Through all of this, Avtalyon was being a rock star. He was toddling around the exam room, stopping every so often to shoot me a blinding grin and then demonstrate his royal wave. I mentioned his Abba; he crowed "Abba! Abba! Ah ba ba ba!! Ha ha ha!! Abba!" I said his name and he stopped what he was doing and looked at me. "Yes? You called?" He tried to open the garbage can, he made a good attempt at reaching the keyboard, he came over to visit me and drool companionably on my knee. He's 25th percentile for weight, 40th for height. He got his Prevnar and his last Hib shot yesterday, resulting in a fever this morning that disappeared quickly with some Tylenol. "He's doing great."

I felt a little guilty about the whole thing (shocking, isn't it? Me? Feeling guilty?)--as though I were somehow saying, "I know the first two were totally substandard babies but look, I got it right this time!" Which of course isn't how I feel at all. It's just that the first two had what one might call a total disregard for the foolishness contained in What to Expect the First Year, a volume of uselessness dumped in the trash by Iyyar's 6-month checkup as nothing but food for my neuroses. I think they're both fine developmentally, and cheerfully ignored the letter home that Barak got about his inability to draw X's and circles on demand. He draws houses full of dragons sleeping and eating chocolate cows. That's enough for me.

I also, while at the doctor's, got Iyyar's records and growth charts to take to the GI doctor's visit next Tuesday. Iyyar has been much better generally since we stopped with the dairy, but things have been going less well this week; there's been a lot of "my tushy hurts me," and "I can't poop!" He isn't really constipated though; regular dirty diapers lately. So I don't know. I did notice when looking at his records that he seems to have gone down a pound a month since I first brought him in about this in November; 33.5, then 32.5, then 31.5 at our last visit. I know that the first visit he was horrifically constipated so I can easily imagine that extra pound being all poop; he's also had a major source of fat and calories (dairy) removed from his diet. Still, I didn't like seeing that.

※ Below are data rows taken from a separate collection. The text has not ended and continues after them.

//! headless: run a maze configuration to completion without a display.
//!
//! Loads a JSON configuration (or the built-in corridor maze), optionally
//! appends walls from a CSV file, runs until an agent escapes or the tick
//! limit is reached, and writes the replayable history log.  A JSON summary
//! of the final state is printed to stdout.
//!
//! ```text
//! RUST_LOG=info headless --config maze.json --history run.xml --ticks 500
//! ```

use std::io::Cursor;
use std::path::PathBuf;
use std::thread;
use std::time::{Duration, Instant};

use anyhow::{Context, Result};
use clap::Parser;
use tracing::{debug, info};
use tracing_subscriber::EnvFilter;

use mz_agent::AgentStore;
use mz_config::{MazeConfig, load_config_json, load_config_reader, load_walls_csv};
use mz_core::Tick;
use mz_maze::GridMaze;
use mz_output::{CsvWriter, HistoryWriter, SimOutputObserver};
use mz_sim::{SimBuilder, SimObserver, status_line};

// ── Built-in configuration ────────────────────────────────────────────────────

// 4×4 maze: a wall spine down column 1 with a gap at the bottom, and an
// opening in the east boundary at row 3.  One agent of each variant.
const DEFAULT_CONFIG: &str = r#"{
  "world": { "cells": 4, "debug": true, "max_ticks": 200 },
  "walls": [
    { "kind": "beam", "x": 0, "y": 0 }, { "kind": "beam", "x": 1, "y": 0 },
    { "kind": "beam", "x": 2, "y": 0 }, { "kind": "beam", "x": 3, "y": 0 },
    { "kind": "beam", "x": 0, "y": 4 }, { "kind": "beam", "x": 1, "y": 4 },
    { "kind": "beam", "x": 2, "y": 4 }, { "kind": "beam", "x": 3, "y": 4 },
    { "kind": "pole", "x": 0, "y": 0 }, { "kind": "pole", "x": 0, "y": 1 },
    { "kind": "pole", "x": 0, "y": 2 }, { "kind": "pole", "x": 0, "y": 3 },
    { "kind": "pole", "x": 4, "y": 0 }, { "kind": "pole", "x": 4, "y": 1 },
    { "kind": "pole", "x": 4, "y": 2 },
    { "kind": "pole", "x": 1, "y": 0 }, { "kind": "pole", "x": 1, "y": 1 },
    { "kind": "pole", "x": 1, "y": 2 }
  ],
  "agents": [
    { "kind": "stepper", "debug": true },
    { "kind": "follower", "x": 2, "y": 1, "heading": "NORTH" },
    { "kind": "tryer", "x": 3, "y": 0, "heading": "SOUTH" }
  ]
}"#;

// ── Command line ──────────────────────────────────────────────────────────────

#[derive(Parser, Debug)]
#[command(name = "headless")]
#[command(about = "Run a maze simulation without a display")]
struct Args {
    /// JSON configuration file; the built-in maze is used when absent
    #[arg(long)]
    config: Option<PathBuf>,

    /// Extra walls as a `kind,x,y` CSV file
    #[arg(long)]
    walls: Option<PathBuf>,

    /// Tick limit, overriding `world.max_ticks`
    #[arg(long)]
    ticks: Option<u64>,

    /// Where to write the XML history log
    #[arg(long, default_value = "history.xml")]
    history: PathBuf,

    /// Also write agent_snapshots.csv and deaths.csv into this directory
    #[arg(long)]
    csv_dir: Option<PathBuf>,

    /// Pause `world.delay_ms` between ticks
    #[arg(long)]
    live: bool,
}

// ── Live caption ──────────────────────────────────────────────────────────────

/// Logs the status caption after every tick when the world is in debug
/// mode, and paces the run when `delay` is set.
struct Caption {
    debug: bool,
    delay: Option<Duration>,
}

impl SimObserver for Caption {
    fn on_render(&mut self, tick: Tick, _maze: &GridMaze, agents: &AgentStore) {
        if let Some(line) = caption(self.debug, tick, agents) {
            info!("{line}");
        }
        if let Some(delay) = self.delay {
            thread::sleep(delay);
        }
    }
}

/// The status caption, shown only in debug mode.
fn caption(debug: bool, tick: Tick, agents: &AgentStore) -> Option<String> {
    debug.then(|| status_line(tick, agents))
}

// ── main ──────────────────────────────────────────────────────────────────────

fn main() -> Result<()> {
    let _ = tracing_subscriber::fmt()
        .with_env_filter(EnvFilter::from_default_env())
        .try_init();

    let args = Args::parse();

    // ── 1. Configuration ──────────────────────────────────────────────────
    let mut config: MazeConfig = match &args.config {
        Some(path) => load_config_json(path).with_context(|| format!("loading {}", path.display()))?,
        None => load_config_reader(Cursor::new(DEFAULT_CONFIG)).context("built-in configuration")?,
    };
    if let Some(path) = &args.walls {
        let walls = load_walls_csv(path).with_context(|| format!("loading {}", path.display()))?;
        debug!(count = walls.len(), "extra walls loaded");
        config.extend_walls(walls);
    }

    // ── 2. Build ──────────────────────────────────────────────────────────
    let mut builder = SimBuilder::from_config(&config)?;
    if let Some(ticks) = args.ticks {
        builder = builder.max_ticks(ticks);
    }
    let mut sim = builder.build()?;

    // ── 3. Run ────────────────────────────────────────────────────────────
    let history = HistoryWriter::create(&args.history)
        .with_context(|| format!("creating {}", args.history.display()))?;
    let table = match &args.csv_dir {
        Some(dir) => Some(SimOutputObserver::new(CsvWriter::new(dir)?)),
        None => None,
    };
    let caption = (args.live || sim.config.debug).then(|| Caption {
        debug: sim.config.debug,
        delay: args.live.then(|| Duration::from_millis(sim.config.delay_ms)),
    });

    let mut observers = (history, (table, caption));
    let t0 = Instant::now();
    sim.run(&mut observers)?;
    let elapsed = t0.elapsed();

    let (mut history, (mut table, _)) = observers;
    if let Some(e) = history.take_error() {
        return Err(e).context("writing history");
    }
    history.into_inner().context("closing history")?;
    if let Some(e) = table.as_mut().and_then(SimOutputObserver::take_error) {
        return Err(e).context("writing CSV output");
    }

    // ── 4. Summary ────────────────────────────────────────────────────────
    info!(tick = %sim.tick(), halted = !sim.is_runnable(), ?elapsed, "done");
    let agents: Vec<serde_json::Value> = sim
        .agents()
        .iter()
        .map(|a| {
            let (x, y) = a.position();
            serde_json::json!({
                "id":      a.id().0,
                "kind":    a.kind().tag(),
                "x":       x,
                "y":       y,
                "heading": a.heading().as_str(),
                "bumped":  a.bumped(),
                "message": a.message(),
            })
        })
        .collect();
    let summary = serde_json::json!({
        "ticks":   sim.tick().0,
        "escaped": !sim.is_runnable(),
        "history": args.history.display().to_string(),
        "agents":  agents,
    });
    println!("{}", serde_json::to_string_pretty(&summary)?);

    Ok(())
}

Anyway, we've got the records now, and his films from the hospital, and we had the visit with the allergist, so I've got everything I need for the GI doctor next week. Let's hope she's got some answers for us.


LC said...

. . . letter home that Barak got about his inability to draw X's and circles on demand.

Well, you know, smart kids often can't be bothered to follow *boring* directions. (good thing I didn't flunk 1st grade math!)

Dragons and chocolate are much more interesting than plain X's and O's. They should have taught him tic-tac-toe. That might have been worth his while.

kata said...

Yes: smart kids often can't be bothered with standardized directions aimed at defining the average as the norm.

I also hate What To Expect the First Year. It's so far off about a number of things I don't even know where to begin! And it's another symptom of the standardization craze: why is it that we have to conceive of our children as ideal only when average? (Although What to Expect is not even about the average, their developmental guidelines are unrealistic even by the American Academy of Pediatrics' standards.) I find that so strange in this country of all countries.

crunchygranolamom said...

Ooh! Another person here to hates the entire "What to Expect" series. They really should be called "What to Expect When You're a Hypochondriac"....

I'm SO glad you're going back to the GI. That weight loss is not good (let me tell you something you don't know!).